De technologie ontwikkelde Van Hoeve tijdens zijn promotieonderzoek aan de UT. Na zijn promotie ging hij echter eerst bij een farmaceutisch bedrijf aan de slag. Toen daar bleek dat hij echt een oplossing voor een probleem in handen had, keerde hij terug naar Enschede en zette hij in 2012 Tide op poten.
Eind januari lanceerde het bedrijf zijn eerste product, de Microsphere Creator. ‘Dat is eigenlijk een tussenstap: nog niet geschikt voor in het ziekenhuis maar wel voor preklinisch onderzoek’, aldus Van Hoeve. ‘Met deze versie kunnen we gebruikerservaringen verzamelen voor een versie voor klinisch gebruik.’
Aanvankelijk was het eigenlijk niet de bedoeling om deze tussenstap te maken. ‘Maar we wilden heel graag in een vroeg stadium al weten waar onze klanten behoefte aan hebben, dus gingen we met een eerste prototype langs de deuren. En daar kregen we vaak de reactie: ‘Nou, laat het apparaat hier maar staan.’ Toen zijn we afgelopen jaar als een gek aan de slag gegaan om een systeem te ontwikkelen dat in serieproductie kan worden gemaakt’, verklaart Van Hoeve.
Uiteindelijk is het de bedoeling om naar een Nespresso-model te gaan, met een apparaat dat microfluïdische cartridges die – vanwege de steriliteitseisen – bedoeld zijn voor eenmalig gebruik. Per behandeling moet er een specifieke cartridge komen.
Redelijk volwassen
Gek genoeg is de microfluïdica-aanpak binnen de farmaceutische industrie nog een relatief jonge tak van sport.
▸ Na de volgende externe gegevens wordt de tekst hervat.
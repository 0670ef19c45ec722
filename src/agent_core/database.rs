//! SQLite sink for audit events.
//!
//! Every event appended to the in-memory ring is also written here, so the
//! durable log keeps events the ring has already evicted. Uses `rusqlite`
//! synchronously; WAL mode so exports and inspection can read while the
//! agent writes.

use std::time::Duration;

use chrono::{DateTime, Utc};
use rusqlite::{params, Connection};

use super::errors::AgentError;
use super::types::{AuditEvent, AuditEventType};

// ─── AuditDatabase ──────────────────────────────────────────────────────────

/// Append-only audit event store.
pub struct AuditDatabase {
    conn: Connection,
}

impl AuditDatabase {
    /// Open (or create) the audit database at the given path.
    ///
    /// Pass `":memory:"` for an in-memory database (tests).
    pub fn open(path: &str) -> Result<Self, AgentError> {
        let conn = Connection::open(path)?;
        conn.execute_batch("PRAGMA journal_mode=WAL;")?;

        let db = Self { conn };
        db.create_tables()?;
        Ok(db)
    }

    fn create_tables(&self) -> Result<(), AgentError> {
        self.conn.execute_batch(
            "
            CREATE TABLE IF NOT EXISTS audit_events (
                seq INTEGER PRIMARY KEY AUTOINCREMENT,
                id TEXT NOT NULL,
                timestamp TEXT NOT NULL,
                event_type TEXT NOT NULL,
                query TEXT NOT NULL,
                success INTEGER NOT NULL,
                duration_ms INTEGER,
                error TEXT,
                tools TEXT NOT NULL DEFAULT '[]',
                metadata TEXT NOT NULL DEFAULT '{}'
            );

            CREATE INDEX IF NOT EXISTS idx_audit_events_type
                ON audit_events(event_type, seq);
            ",
        )?;
        Ok(())
    }

    /// Append one event.
    pub fn append(&self, event: &AuditEvent) -> Result<i64, AgentError> {
        let tools = serde_json::to_string(&event.tools)?;
        let metadata = serde_json::to_string(&event.metadata)?;

        self.conn.execute(
            "INSERT INTO audit_events
             (id, timestamp, event_type, query, success, duration_ms, error, tools, metadata)
             VALUES (?1, ?2, ?3, ?4, ?5, ?6, ?7, ?8, ?9)",
            params![
                event.id,
                event.timestamp.to_rfc3339(),
                event.event_type.as_str(),
                event.query,
                event.success as i32,
                event.duration.map(|d| d.as_millis() as i64),
                event.error,
                tools,
                metadata,
            ],
        )?;
        Ok(self.conn.last_insert_rowid())
    }

    pub fn count(&self) -> Result<u64, AgentError> {
        let n: i64 = self
            .conn
            .query_row("SELECT COUNT(*) FROM audit_events", [], |row| row.get(0))?;
        Ok(n as u64)
    }

    /// Most recent `limit` events, oldest first.
    pub fn recent(&self, limit: usize) -> Result<Vec<AuditEvent>, AgentError> {
        self.select(
            "SELECT id, timestamp, event_type, query, success, duration_ms, error, tools, metadata
             FROM (SELECT * FROM audit_events ORDER BY seq DESC LIMIT ?1)
             ORDER BY seq ASC",
            params![limit as i64],
        )
    }

    /// Most recent `limit` events of one type, oldest first.
    pub fn recent_by_type(
        &self,
        event_type: AuditEventType,
        limit: usize,
    ) -> Result<Vec<AuditEvent>, AgentError> {
        self.select(
            "SELECT id, timestamp, event_type, query, success, duration_ms, error, tools, metadata
             FROM (SELECT * FROM audit_events WHERE event_type = ?1 ORDER BY seq DESC LIMIT ?2)
             ORDER BY seq ASC",
            params![event_type.as_str(), limit as i64],
        )
    }

    fn select(
        &self,
        sql: &str,
        params: impl rusqlite::Params,
    ) -> Result<Vec<AuditEvent>, AgentError> {
        let mut stmt = self.conn.prepare(sql)?;
        let rows = stmt.query_map(params, |row| {
            Ok(RawEvent {
                id: row.get(0)?,
                timestamp: row.get(1)?,
                event_type: row.get(2)?,
                query: row.get(3)?,
                success: row.get::<_, i32>(4)? != 0,
                duration_ms: row.get(5)?,
                error: row.get(6)?,
                tools: row.get(7)?,
                metadata: row.get(8)?,
            })
        })?;

        let mut events = Vec::new();
        for row in rows {
            if let Some(event) = row?.into_event() {
                events.push(event);
            }
        }
        Ok(events)
    }
}

// ─── Helpers ────────────────────────────────────────────────────────────────

struct RawEvent {
    id: String,
    timestamp: String,
    event_type: String,
    query: String,
    success: bool,
    duration_ms: Option<i64>,
    error: Option<String>,
    tools: String,
    metadata: String,
}

impl RawEvent {
    /// Rows with an unknown type or malformed timestamp are skipped.
    fn into_event(self) -> Option<AuditEvent> {
        let event_type = parse_event_type(&self.event_type)?;
        let timestamp = DateTime::parse_from_rfc3339(&self.timestamp)
            .ok()?
            .with_timezone(&Utc);
        Some(AuditEvent {
            id: self.id,
            timestamp,
            event_type,
            query: self.query,
            success: self.success,
            duration: self
                .duration_ms
                .map(|ms| Duration::from_millis(ms.max(0) as u64)),
            error: self.error,
            tools: serde_json::from_str(&self.tools).unwrap_or_default(),
            metadata: serde_json::from_str(&self.metadata).unwrap_or_default(),
        })
    }
}

fn parse_event_type(s: &str) -> Option<AuditEventType> {
    match s {
        "query_received" => Some(AuditEventType::QueryReceived),
        "query_completed" => Some(AuditEventType::QueryCompleted),
        "tool_executed" => Some(AuditEventType::ToolExecuted),
        "security_violation" => Some(AuditEventType::SecurityViolation),
        _ => None,
    }
}

// ─── Tests ──────────────────────────────────────────────────────────────────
Juist voor de medische sector kwamen er de afgelopen jaren interessante toepassingen bovendrijven. ‘Maar de farmaceutische wereld is daar helemaal niet mee bekend; daar zijn ze echt gewend aan de klassieke bulkmethodes voor productie’, weet Van Hoeve. ‘Farma is nog helemaal ingericht op een heel traditionele en rigide manier van medicijnen ontwikkelen’, beaamt De Bruijn vanuit de ervaringen met zijn business. ‘Dat er nu eiwitten komen als geneesmiddel heeft al een vrij grote impact. En met drug delivery heb je het ineens over fysica en devices, met natuurkundigen en werktuigbouwkundigen.’
Toch – of misschien wel daarom – zien beide bedrijven de toekomst zonnig tegemoet. ‘We krijgen nu overal verzoeken vandaan. Amerika, Japan, Europa’, vertelt Van Hoeve. De Bruijn heeft gelijke ervaringen. ‘We hebben veel in Europa en de VS gedaan. Nu ons veld redelijk volwassen begint te worden, zien we heel veel interesse vanuit Azië.’
Het is misschien ook een raar idee; tot voor kort was het ondenkbaar om elk druppeltje of gasbelletje apart te produceren. Maar juist voor een gebied waar microscopische variaties zo’n groot verschil kunnen maken, lijkt de microfluïdische aanpak een schot in de roos.